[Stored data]
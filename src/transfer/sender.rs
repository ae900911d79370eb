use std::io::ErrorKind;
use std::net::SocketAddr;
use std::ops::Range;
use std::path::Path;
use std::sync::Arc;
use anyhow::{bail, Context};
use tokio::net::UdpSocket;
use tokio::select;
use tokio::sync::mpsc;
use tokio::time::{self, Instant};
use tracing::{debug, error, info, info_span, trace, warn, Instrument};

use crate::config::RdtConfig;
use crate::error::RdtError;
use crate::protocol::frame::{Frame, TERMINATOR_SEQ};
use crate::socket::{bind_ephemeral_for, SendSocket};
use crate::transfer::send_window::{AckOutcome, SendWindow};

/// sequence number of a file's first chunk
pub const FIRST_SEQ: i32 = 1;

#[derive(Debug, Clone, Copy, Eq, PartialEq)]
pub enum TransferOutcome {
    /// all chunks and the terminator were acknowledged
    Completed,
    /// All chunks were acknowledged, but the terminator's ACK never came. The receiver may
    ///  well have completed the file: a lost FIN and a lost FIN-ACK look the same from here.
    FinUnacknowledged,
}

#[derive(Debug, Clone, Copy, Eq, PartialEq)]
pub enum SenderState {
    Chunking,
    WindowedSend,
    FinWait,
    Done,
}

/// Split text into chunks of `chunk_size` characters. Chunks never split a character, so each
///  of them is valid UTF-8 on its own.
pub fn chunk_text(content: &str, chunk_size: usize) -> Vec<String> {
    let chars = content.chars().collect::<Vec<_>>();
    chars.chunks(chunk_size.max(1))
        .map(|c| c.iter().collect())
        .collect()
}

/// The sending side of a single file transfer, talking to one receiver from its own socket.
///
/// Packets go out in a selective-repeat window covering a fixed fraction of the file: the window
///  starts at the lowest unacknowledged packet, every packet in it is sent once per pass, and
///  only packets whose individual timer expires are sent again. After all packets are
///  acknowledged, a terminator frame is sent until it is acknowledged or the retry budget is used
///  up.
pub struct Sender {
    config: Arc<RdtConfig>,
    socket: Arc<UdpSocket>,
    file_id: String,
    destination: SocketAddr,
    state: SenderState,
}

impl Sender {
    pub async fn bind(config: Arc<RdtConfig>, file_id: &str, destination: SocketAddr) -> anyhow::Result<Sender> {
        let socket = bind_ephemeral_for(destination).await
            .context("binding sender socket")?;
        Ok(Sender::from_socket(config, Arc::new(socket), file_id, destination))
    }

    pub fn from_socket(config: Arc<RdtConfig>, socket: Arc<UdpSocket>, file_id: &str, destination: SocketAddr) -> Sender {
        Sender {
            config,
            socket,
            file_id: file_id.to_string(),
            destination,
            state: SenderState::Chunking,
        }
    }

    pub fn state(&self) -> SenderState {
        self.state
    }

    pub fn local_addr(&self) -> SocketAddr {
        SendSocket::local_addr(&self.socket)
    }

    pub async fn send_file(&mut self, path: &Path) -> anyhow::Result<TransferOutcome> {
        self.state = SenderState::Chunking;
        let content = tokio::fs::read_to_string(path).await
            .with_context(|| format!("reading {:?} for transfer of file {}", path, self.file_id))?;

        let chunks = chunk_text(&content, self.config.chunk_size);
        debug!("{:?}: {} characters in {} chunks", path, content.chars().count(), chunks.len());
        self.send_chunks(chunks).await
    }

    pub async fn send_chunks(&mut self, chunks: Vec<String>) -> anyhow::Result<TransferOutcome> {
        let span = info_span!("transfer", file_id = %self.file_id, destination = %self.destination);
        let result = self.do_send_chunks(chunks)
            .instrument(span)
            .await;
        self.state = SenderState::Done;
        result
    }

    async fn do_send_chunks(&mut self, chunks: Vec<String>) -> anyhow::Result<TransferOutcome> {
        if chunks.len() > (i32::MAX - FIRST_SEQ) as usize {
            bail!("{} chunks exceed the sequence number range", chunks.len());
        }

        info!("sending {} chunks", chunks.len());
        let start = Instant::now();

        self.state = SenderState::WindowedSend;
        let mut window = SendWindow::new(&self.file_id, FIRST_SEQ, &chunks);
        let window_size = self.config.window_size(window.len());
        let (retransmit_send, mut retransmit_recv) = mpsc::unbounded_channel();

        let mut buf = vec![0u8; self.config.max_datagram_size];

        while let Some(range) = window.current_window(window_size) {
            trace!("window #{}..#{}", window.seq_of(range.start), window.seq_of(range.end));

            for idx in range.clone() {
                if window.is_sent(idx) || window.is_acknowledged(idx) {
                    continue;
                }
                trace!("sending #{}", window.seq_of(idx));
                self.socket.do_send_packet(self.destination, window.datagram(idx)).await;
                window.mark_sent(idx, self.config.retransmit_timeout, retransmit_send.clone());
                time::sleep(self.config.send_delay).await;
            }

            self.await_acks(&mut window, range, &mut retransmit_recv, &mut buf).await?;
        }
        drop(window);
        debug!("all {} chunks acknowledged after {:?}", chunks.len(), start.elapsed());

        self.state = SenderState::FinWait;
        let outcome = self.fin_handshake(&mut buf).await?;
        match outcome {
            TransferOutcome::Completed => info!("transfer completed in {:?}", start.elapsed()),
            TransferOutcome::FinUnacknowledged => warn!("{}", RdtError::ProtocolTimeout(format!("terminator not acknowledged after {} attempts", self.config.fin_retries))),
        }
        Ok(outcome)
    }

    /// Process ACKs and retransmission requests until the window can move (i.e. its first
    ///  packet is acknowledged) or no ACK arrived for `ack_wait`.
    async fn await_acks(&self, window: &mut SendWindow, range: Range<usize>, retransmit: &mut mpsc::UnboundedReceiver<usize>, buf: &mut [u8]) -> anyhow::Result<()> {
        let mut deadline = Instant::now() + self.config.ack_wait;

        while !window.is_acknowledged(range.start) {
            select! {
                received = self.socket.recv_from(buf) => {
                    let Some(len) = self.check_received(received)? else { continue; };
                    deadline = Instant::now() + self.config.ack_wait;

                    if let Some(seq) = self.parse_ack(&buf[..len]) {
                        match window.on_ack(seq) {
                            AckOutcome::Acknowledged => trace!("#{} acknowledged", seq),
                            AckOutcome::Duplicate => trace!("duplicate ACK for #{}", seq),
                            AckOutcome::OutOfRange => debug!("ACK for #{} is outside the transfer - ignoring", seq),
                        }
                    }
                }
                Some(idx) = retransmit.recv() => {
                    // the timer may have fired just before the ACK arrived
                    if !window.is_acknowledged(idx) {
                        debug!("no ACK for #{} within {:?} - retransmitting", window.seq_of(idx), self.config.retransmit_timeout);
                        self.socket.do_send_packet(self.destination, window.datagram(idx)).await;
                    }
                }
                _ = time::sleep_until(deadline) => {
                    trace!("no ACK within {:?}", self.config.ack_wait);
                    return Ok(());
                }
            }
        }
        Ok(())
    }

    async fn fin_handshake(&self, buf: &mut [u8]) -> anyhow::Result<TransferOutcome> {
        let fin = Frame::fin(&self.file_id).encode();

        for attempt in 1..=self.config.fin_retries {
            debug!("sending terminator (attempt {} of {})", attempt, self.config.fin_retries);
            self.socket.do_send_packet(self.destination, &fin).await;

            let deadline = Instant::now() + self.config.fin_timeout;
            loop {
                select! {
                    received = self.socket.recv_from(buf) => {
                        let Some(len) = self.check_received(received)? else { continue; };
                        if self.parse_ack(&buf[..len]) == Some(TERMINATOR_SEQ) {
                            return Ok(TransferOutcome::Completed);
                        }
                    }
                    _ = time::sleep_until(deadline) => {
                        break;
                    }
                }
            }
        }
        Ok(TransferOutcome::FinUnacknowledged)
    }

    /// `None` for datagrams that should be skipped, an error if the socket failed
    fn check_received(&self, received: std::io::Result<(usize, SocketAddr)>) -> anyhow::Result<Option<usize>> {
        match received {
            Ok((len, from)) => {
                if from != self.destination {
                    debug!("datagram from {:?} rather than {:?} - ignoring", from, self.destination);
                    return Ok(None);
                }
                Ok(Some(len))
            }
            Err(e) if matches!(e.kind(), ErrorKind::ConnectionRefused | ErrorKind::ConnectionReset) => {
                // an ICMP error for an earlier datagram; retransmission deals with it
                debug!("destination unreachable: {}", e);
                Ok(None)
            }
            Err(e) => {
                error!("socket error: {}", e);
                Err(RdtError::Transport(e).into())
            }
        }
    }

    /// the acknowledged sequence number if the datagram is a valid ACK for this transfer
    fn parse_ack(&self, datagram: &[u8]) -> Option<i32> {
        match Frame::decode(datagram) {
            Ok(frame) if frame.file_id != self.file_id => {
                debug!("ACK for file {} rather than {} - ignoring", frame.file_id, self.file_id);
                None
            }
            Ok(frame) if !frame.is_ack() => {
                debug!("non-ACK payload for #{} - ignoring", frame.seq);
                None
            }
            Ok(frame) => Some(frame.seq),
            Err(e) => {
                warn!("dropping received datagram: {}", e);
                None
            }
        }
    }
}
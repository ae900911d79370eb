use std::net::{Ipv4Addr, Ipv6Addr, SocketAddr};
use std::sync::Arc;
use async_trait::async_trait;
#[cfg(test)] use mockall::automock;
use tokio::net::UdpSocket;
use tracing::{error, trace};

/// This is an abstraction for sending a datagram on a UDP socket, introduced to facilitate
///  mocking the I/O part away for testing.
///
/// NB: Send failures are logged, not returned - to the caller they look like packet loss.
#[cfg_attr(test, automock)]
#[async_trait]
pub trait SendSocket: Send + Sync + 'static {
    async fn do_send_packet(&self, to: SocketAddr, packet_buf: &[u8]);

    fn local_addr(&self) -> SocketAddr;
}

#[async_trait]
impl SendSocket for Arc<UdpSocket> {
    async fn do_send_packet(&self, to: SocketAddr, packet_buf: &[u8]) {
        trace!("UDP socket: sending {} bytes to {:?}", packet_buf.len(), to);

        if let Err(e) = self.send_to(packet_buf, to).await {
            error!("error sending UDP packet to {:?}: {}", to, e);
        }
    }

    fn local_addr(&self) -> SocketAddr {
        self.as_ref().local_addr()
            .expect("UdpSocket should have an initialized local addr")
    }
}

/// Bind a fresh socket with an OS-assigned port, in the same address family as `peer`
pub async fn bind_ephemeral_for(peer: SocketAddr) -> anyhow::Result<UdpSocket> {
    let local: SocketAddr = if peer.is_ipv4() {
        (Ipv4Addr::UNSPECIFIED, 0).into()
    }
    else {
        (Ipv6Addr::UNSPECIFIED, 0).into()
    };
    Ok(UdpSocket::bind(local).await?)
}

_PROBLEM DESCRIPTION_.
Lines after the one containing "use tokio::sync::mpsc;" are left out; every line from the start of the entries through that line is restated word for word.

_SOLUTION_.
filename src/transfer/sender.rs
repository ae900911d79370eb
use std::io::ErrorKind;
use std::net::SocketAddr;
use std::ops::Range;
use std::path::Path;
use std::sync::Arc;
use anyhow::{bail, Context};
use tokio::net::UdpSocket;
use tokio::select;
use tokio::sync::mpsc;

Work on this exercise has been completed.